How does ZFC describe addition?

Question

Surprisingly, the Wikipedia article on addition doesn't contain the answer. I looked elsewhere online for it, but didn't find it.

Intuitively, the cardinal of the union of two sets seemed appealing. But that approach doesn't work, given that the union of 2 and 2 is 2. I wondered whether ordered sets might be essential to the answer.

So, how does ZFC describe addition?

Answer 1

There are a few ways we can go about it, which ultimately amount to the same operation.

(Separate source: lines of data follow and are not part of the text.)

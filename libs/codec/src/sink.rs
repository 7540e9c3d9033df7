//! Line sinks for message dumps

use tracing::debug;

/// Ordered, write-only destination for dump lines
pub trait DumpSink {
    fn line(&mut self, line: &str);
}

/// Emits each line as a `tracing` debug event on target `netlink::dump`
#[derive(Debug, Clone, Copy, Default)]
pub struct TracingSink;

impl DumpSink for TracingSink {
    fn line(&mut self, line: &str) {
        debug!(target: "netlink::dump", "{}", line);
    }
}

/// Collects lines in memory
impl DumpSink for Vec<String> {
    fn line(&mut self, line: &str) {
        self.push(line.to_string());
    }
}

impl<S: DumpSink + ?Sized> DumpSink for &mut S {
    fn line(&mut self, line: &str) {
        (**self).line(line);
    }
}
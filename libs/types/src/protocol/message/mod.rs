//! # Message Header and Error Payload
//!
//! ## Purpose
//!
//! Defines the fixed 16-byte header that starts every netlink message and the
//! error payload carried by `NLMSG_ERROR` replies.
//!
//! ## Layout
//!
//! ```text
//! ┌────────────┬──────────┬───────────┬──────────┬──────────┐
//! │ len (u32)  │ type u16 │ flags u16 │ seq u32  │ pid u32  │
//! └────────────┴──────────┴───────────┴──────────┴──────────┘
//!                        16 bytes, host byte order
//! ```
//!
//! `len` counts the header plus the payload. A header whose `len` is below
//! [`NLMSG_HDRLEN`](crate::NLMSG_HDRLEN) is invalid and must be rejected
//! before the payload is touched.
//!
//! ## Error Payload
//!
//! ```text
//! ┌──────────────┬──────────────────────────────┐
//! │ error (i32)  │ copy of the request NlMsgHdr │
//! └──────────────┴──────────────────────────────┘
//! ```

pub mod header;

pub use header::*;
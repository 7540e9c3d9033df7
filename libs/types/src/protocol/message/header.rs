//! Message Header Implementation

use zerocopy::byteorder::{NativeEndian, I32, U16, U32};
use zerocopy::{AsBytes, FromBytes, FromZeroes, Unaligned};

use crate::protocol::constants::{NLMSGERR_LEN, NLMSG_HDRLEN};

/// Netlink message header (16 bytes)
///
/// Fields are stored in host byte order behind accessors so the struct can be
/// viewed in place at any offset of a byte buffer.
#[repr(C)]
#[derive(Debug, Clone, Copy, PartialEq, Eq, AsBytes, FromBytes, FromZeroes, Unaligned)]
pub struct NlMsgHdr {
    nlmsg_len: U32<NativeEndian>,
    nlmsg_type: U16<NativeEndian>,
    nlmsg_flags: U16<NativeEndian>,
    nlmsg_seq: U32<NativeEndian>,
    nlmsg_pid: U32<NativeEndian>,
}

const _: () = assert!(std::mem::size_of::<NlMsgHdr>() == NLMSG_HDRLEN);

impl NlMsgHdr {
    /// Header size in bytes
    pub const SIZE: usize = NLMSG_HDRLEN;

    /// Build a header from its five scalar fields
    pub fn new(len: u32, msg_type: u16, flags: u16, seq: u32, pid: u32) -> Self {
        Self {
            nlmsg_len: U32::new(len),
            nlmsg_type: U16::new(msg_type),
            nlmsg_flags: U16::new(flags),
            nlmsg_seq: U32::new(seq),
            nlmsg_pid: U32::new(pid),
        }
    }

    /// Header template carrying only a type and flags
    pub fn with_type(msg_type: u16, flags: u16) -> Self {
        Self::new(0, msg_type, flags, 0, 0)
    }

    /// Total length of the message including this header
    pub fn len(&self) -> u32 {
        self.nlmsg_len.get()
    }

    pub fn msg_type(&self) -> u16 {
        self.nlmsg_type.get()
    }

    pub fn flags(&self) -> u16 {
        self.nlmsg_flags.get()
    }

    pub fn seq(&self) -> u32 {
        self.nlmsg_seq.get()
    }

    /// Originating port id
    pub fn pid(&self) -> u32 {
        self.nlmsg_pid.get()
    }

    pub fn set_len(&mut self, len: u32) {
        self.nlmsg_len.set(len);
    }

    pub fn set_msg_type(&mut self, msg_type: u16) {
        self.nlmsg_type.set(msg_type);
    }

    pub fn set_flags(&mut self, flags: u16) {
        self.nlmsg_flags.set(flags);
    }

    pub fn set_seq(&mut self, seq: u32) {
        self.nlmsg_seq.set(seq);
    }

    pub fn set_pid(&mut self, pid: u32) {
        self.nlmsg_pid.set(pid);
    }

    /// True when the declared length can at least hold the header itself
    pub fn has_valid_len(&self) -> bool {
        self.len() as usize >= Self::SIZE
    }
}

impl Default for NlMsgHdr {
    fn default() -> Self {
        Self::new_zeroed()
    }
}

/// Payload of an `NLMSG_ERROR` message (20 bytes)
///
/// `error` is zero for an acknowledgement and a negated errno otherwise.
#[repr(C)]
#[derive(Debug, Clone, Copy, PartialEq, Eq, AsBytes, FromBytes, FromZeroes, Unaligned)]
pub struct NlMsgErr {
    error: I32<NativeEndian>,
    msg: NlMsgHdr,
}

const _: () = assert!(std::mem::size_of::<NlMsgErr>() == NLMSGERR_LEN);

impl NlMsgErr {
    /// Error payload size in bytes
    pub const SIZE: usize = NLMSGERR_LEN;

    pub fn new(error: i32, msg: NlMsgHdr) -> Self {
        Self {
            error: I32::new(error),
            msg,
        }
    }

    /// Negated errno, or zero for an ack
    pub fn error(&self) -> i32 {
        self.error.get()
    }

    /// Header of the request that caused this error
    pub fn original(&self) -> &NlMsgHdr {
        &self.msg
    }
}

One is as the cardinal of the disjoint union of sets, which avoids the problem of union that you mentioned--and is simply cardinal addition, restricted to finite cardinals. Another is as the order type of the disjoint union, where the elements of the first set are supposed to be less than all the elements of the second, and the sets themselves keep the same orders--this is the non-recursive definition of ordinal addition. Yet another is to proceed recursively--for any ordinal $\alpha,$ we have $S(\alpha):=\alpha\cup\{\alpha\},$ and for any natural numbers $n,m,$ we define:

• $n+0:=n$
• $n+S(m):=S(n+m)$

Regardless, we end up with an addition operation having all the usual properties that we are used to.

Answer 2

Define $n++$ by $n++=n\cup\{n\}$, called the successor of $n$.

Define recursively,

$n+0=n$

$n+(m+1)=(n+m)++$

Answer 3

It is defined recursively by $$ n + 0 = n\\ n + (a + 1) = (n + a) + 1 $$ so to figure out $2+3$ (where $2 = 1 + 1$ and $3 = 2 + 1$), you do: $$ 2 + 3 = 2 + (2 + 1) = (2 + 2) + 1 = (2 + (1 + 1)) + 1 = \\((2 + 1) + 1) + 1 = (3 + 1) + 1 = 4 + 1 = 5 $$